What the task requires: Exact copies of all the records below should be returned.

(Extracted entries begins)

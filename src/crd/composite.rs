//! # Composite
//!
//! A `Composite` declares a set of composed resource templates. The composite
//! controller instantiates each template as a child object owned by the
//! composite and aggregates the children's connection details into one secret.

use super::common::{preserve_unknown_fields, SecretReference};
use super::condition::{set_conditions, Condition};
use crate::composition::ComposedTemplate;
use crate::resource::{Conditioned, ConnectionSecretWriter};
use k8s_openapi::api::core::v1::ObjectReference;
use kube::CustomResource;
use serde::{Deserialize, Serialize};

/// Composite resource
///
/// # Example
///
/// ```yaml
/// apiVersion: compose.octopilot.io/v1alpha1
/// kind: Composite
/// metadata:
///   name: private-network
///   namespace: default
/// spec:
///   parameters:
///     region: europe-west1
///   writeConnectionSecretToRef:
///     name: private-network-conn
///   resources:
///     - base:
///         apiVersion: compute.gcp.octopilot.io/v1alpha1
///         kind: Network
///         spec:
///           providerRef:
///             name: gcp-provider
///       patches:
///         - fromFieldPath: metadata.labels
///       connectionDetails:
///         - fromConnectionSecretKey: networkName
/// ```
#[derive(CustomResource, Debug, Clone, Default, Deserialize, Serialize, schemars::JsonSchema)]
#[kube(
    kind = "Composite",
    group = "compose.octopilot.io",
    version = "v1alpha1",
    namespaced,
    status = "CompositeStatus",
    printcolumn = r#"{"name":"Ready", "type":"string", "jsonPath":".status.conditions[?(@.type==\"Ready\")].status"}"#,
    printcolumn = r#"{"name":"Synced", "type":"string", "jsonPath":".status.conditions[?(@.type==\"Synced\")].status"}"#
)]
#[serde(rename_all = "camelCase")]
pub struct CompositeSpec {
    /// Free-form values that patches copy into composed resources
    #[serde(default)]
    #[schemars(schema_with = "preserve_unknown_fields")]
    pub parameters: serde_json::Value,
    /// Templates for the composed resources
    #[serde(default)]
    pub resources: Vec<ComposedTemplate>,
    /// References to the composed resources, one per template (by index)
    #[serde(default)]
    pub resource_refs: Vec<ComposedReference>,
    /// Secret that receives the aggregated connection details
    #[serde(default)]
    pub write_connection_secret_to_ref: Option<SecretReference>,
}

/// Reference to a composed resource
#[derive(Debug, Clone, Default, PartialEq, Eq, Deserialize, Serialize, schemars::JsonSchema)]
#[serde(rename_all = "camelCase")]
pub struct ComposedReference {
    #[serde(default)]
    pub api_version: Option<String>,
    #[serde(default)]
    pub kind: Option<String>,
    #[serde(default)]
    pub name: Option<String>,
    #[serde(default)]
    pub namespace: Option<String>,
    #[serde(default)]
    pub uid: Option<String>,
}

impl ComposedReference {
    pub fn is_empty(&self) -> bool {
        self.name.as_deref().unwrap_or_default().is_empty()
    }
}

impl From<&ComposedReference> for ObjectReference {
    fn from(r: &ComposedReference) -> Self {
        ObjectReference {
            api_version: r.api_version.clone(),
            kind: r.kind.clone(),
            name: r.name.clone(),
            namespace: r.namespace.clone(),
            uid: r.uid.clone(),
            ..Default::default()
        }
    }
}

impl From<ObjectReference> for ComposedReference {
    fn from(r: ObjectReference) -> Self {
        ComposedReference {
            api_version: r.api_version,
            kind: r.kind,
            name: r.name,
            namespace: r.namespace,
            uid: r.uid,
        }
    }
}

#[derive(Debug, Clone, Default, Deserialize, Serialize, schemars::JsonSchema)]
#[serde(rename_all = "camelCase")]
pub struct CompositeStatus {
    #[serde(default)]
    pub conditions: Vec<Condition>,
    /// Number of composed resources that reported Ready=True
    #[serde(default)]
    pub ready_resources: usize,
}

impl Conditioned for Composite {
    fn conditions(&self) -> &[Condition] {
        self.status
            .as_ref()
            .map(|s| s.conditions.as_slice())
            .unwrap_or_default()
    }

    fn set_conditions(&mut self, conditions: Vec<Condition>) {
        let status = self.status.get_or_insert_with(CompositeStatus::default);
        set_conditions(&mut status.conditions, conditions);
    }
}

impl ConnectionSecretWriter for Composite {
    fn write_connection_secret_to_ref(&self) -> Option<&SecretReference> {
        self.spec.write_connection_secret_to_ref.as_ref()
    }
}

(Extracted entries ends)

Task output:
filename src/crd/composite.rs
//! # Composite
//!
//! A `Composite` declares a set of composed resource templates. The composite
//! controller instantiates each template as a child object owned by the
//! composite and aggregates the children's connection details into one secret.

use super::common::{preserve_unknown_fields, SecretReference};
use super::condition::{set_conditions, Condition};
use crate::composition::ComposedTemplate;
use crate::resource::{Conditioned, ConnectionSecretWriter};
use k8s_openapi::api::core::v1::ObjectReference;
use kube::CustomResource;
use serde::{Deserialize, Serialize};

/// Composite resource
///
/// # Example
///
/// ```yaml
/// apiVersion: compose.octopilot.io/v1alpha1
/// kind: Composite
/// metadata:
///   name: private-network
///   namespace: default
/// spec:
///   parameters:
///     region: europe-west1
///   writeConnectionSecretToRef:
///     name: private-network-conn
///   resources:
///     - base:
///         apiVersion: compute.gcp.octopilot.io/v1alpha1
///         kind: Network
///         spec:
///           providerRef:
///             name: gcp-provider
///       patches:
///         - fromFieldPath: metadata.labels
///       connectionDetails:
///         - fromConnectionSecretKey: networkName
/// ```
#[derive(CustomResource, Debug, Clone, Default, Deserialize, Serialize, schemars::JsonSchema)]
#[kube(
    kind = "Composite",
    group = "compose.octopilot.io",
    version = "v1alpha1",
    namespaced,
    status = "CompositeStatus",
    printcolumn = r#"{"name":"Ready", "type":"string", "jsonPath":".status.conditions[?(@.type==\"Ready\")].status"}"#,
    printcolumn = r#"{"name":"Synced", "type":"string", "jsonPath":".status.conditions[?(@.type==\"Synced\")].status"}"#
)]
#[serde(rename_all = "camelCase")]
pub struct CompositeSpec {
    /// Free-form values that patches copy into composed resources
    #[serde(default)]
    #[schemars(schema_with = "preserve_unknown_fields")]
    pub parameters: serde_json::Value,
    /// Templates for the composed resources
    #[serde(default)]
    pub resources: Vec<ComposedTemplate>,
    /// References to the composed resources, one per template (by index)
    #[serde(default)]
    pub resource_refs: Vec<ComposedReference>,
    /// Secret that receives the aggregated connection details
    #[serde(default)]
    pub write_connection_secret_to_ref: Option<SecretReference>,
}

/// Reference to a composed resource
#[derive(Debug, Clone, Default, PartialEq, Eq, Deserialize, Serialize, schemars::JsonSchema)]
#[serde(rename_all = "camelCase")]
pub struct ComposedReference {
    #[serde(default)]
    pub api_version: Option<String>,
    #[serde(default)]
    pub kind: Option<String>,
    #[serde(default)]
    pub name: Option<String>,
    #[serde(default)]
    pub namespace: Option<String>,
    #[serde(default)]
    pub uid: Option<String>,
}

impl ComposedReference {
    pub fn is_empty(&self) -> bool {
        self.name.as_deref().unwrap_or_default().is_empty()
    }
}

impl From<&ComposedReference> for ObjectReference {
    fn from(r: &ComposedReference) -> Self {
        ObjectReference {
            api_version: r.api_version.clone(),
            kind: r.kind.clone(),
            name: r.name.clone(),
            namespace: r.namespace.clone(),
            uid: r.uid.clone(),
            ..Default::default()
        }
    }
}

impl From<ObjectReference> for ComposedReference {
    fn from(r: ObjectReference) -> Self {
        ComposedReference {
            api_version: r.api_version,
            kind: r.kind,
            name: r.name,
            namespace: r.namespace,
            uid: r.uid,
        }
    }
}

#[derive(Debug, Clone, Default, Deserialize, Serialize, schemars::JsonSchema)]
#[serde(rename_all = "camelCase")]
pub struct CompositeStatus {
    #[serde(default)]
    pub conditions: Vec<Condition>,
    /// Number of composed resources that reported Ready=True
    #[serde(default)]
    pub ready_resources: usize,
}

impl Conditioned for Composite {
    fn conditions(&self) -> &[Condition] {
        self.status
            .as_ref()
            .map(|s| s.conditions.as_slice())
            .unwrap_or_default()
    }

    fn set_conditions(&mut self, conditions: Vec<Condition>) {
        let status = self.status.get_or_insert_with(CompositeStatus::default);
        set_conditions(&mut status.conditions, conditions);
    }
}

impl ConnectionSecretWriter for Composite {
    fn write_connection_secret_to_ref(&self) -> Option<&SecretReference> {
        self.spec.write_connection_secret_to_ref.as_ref()
    }
}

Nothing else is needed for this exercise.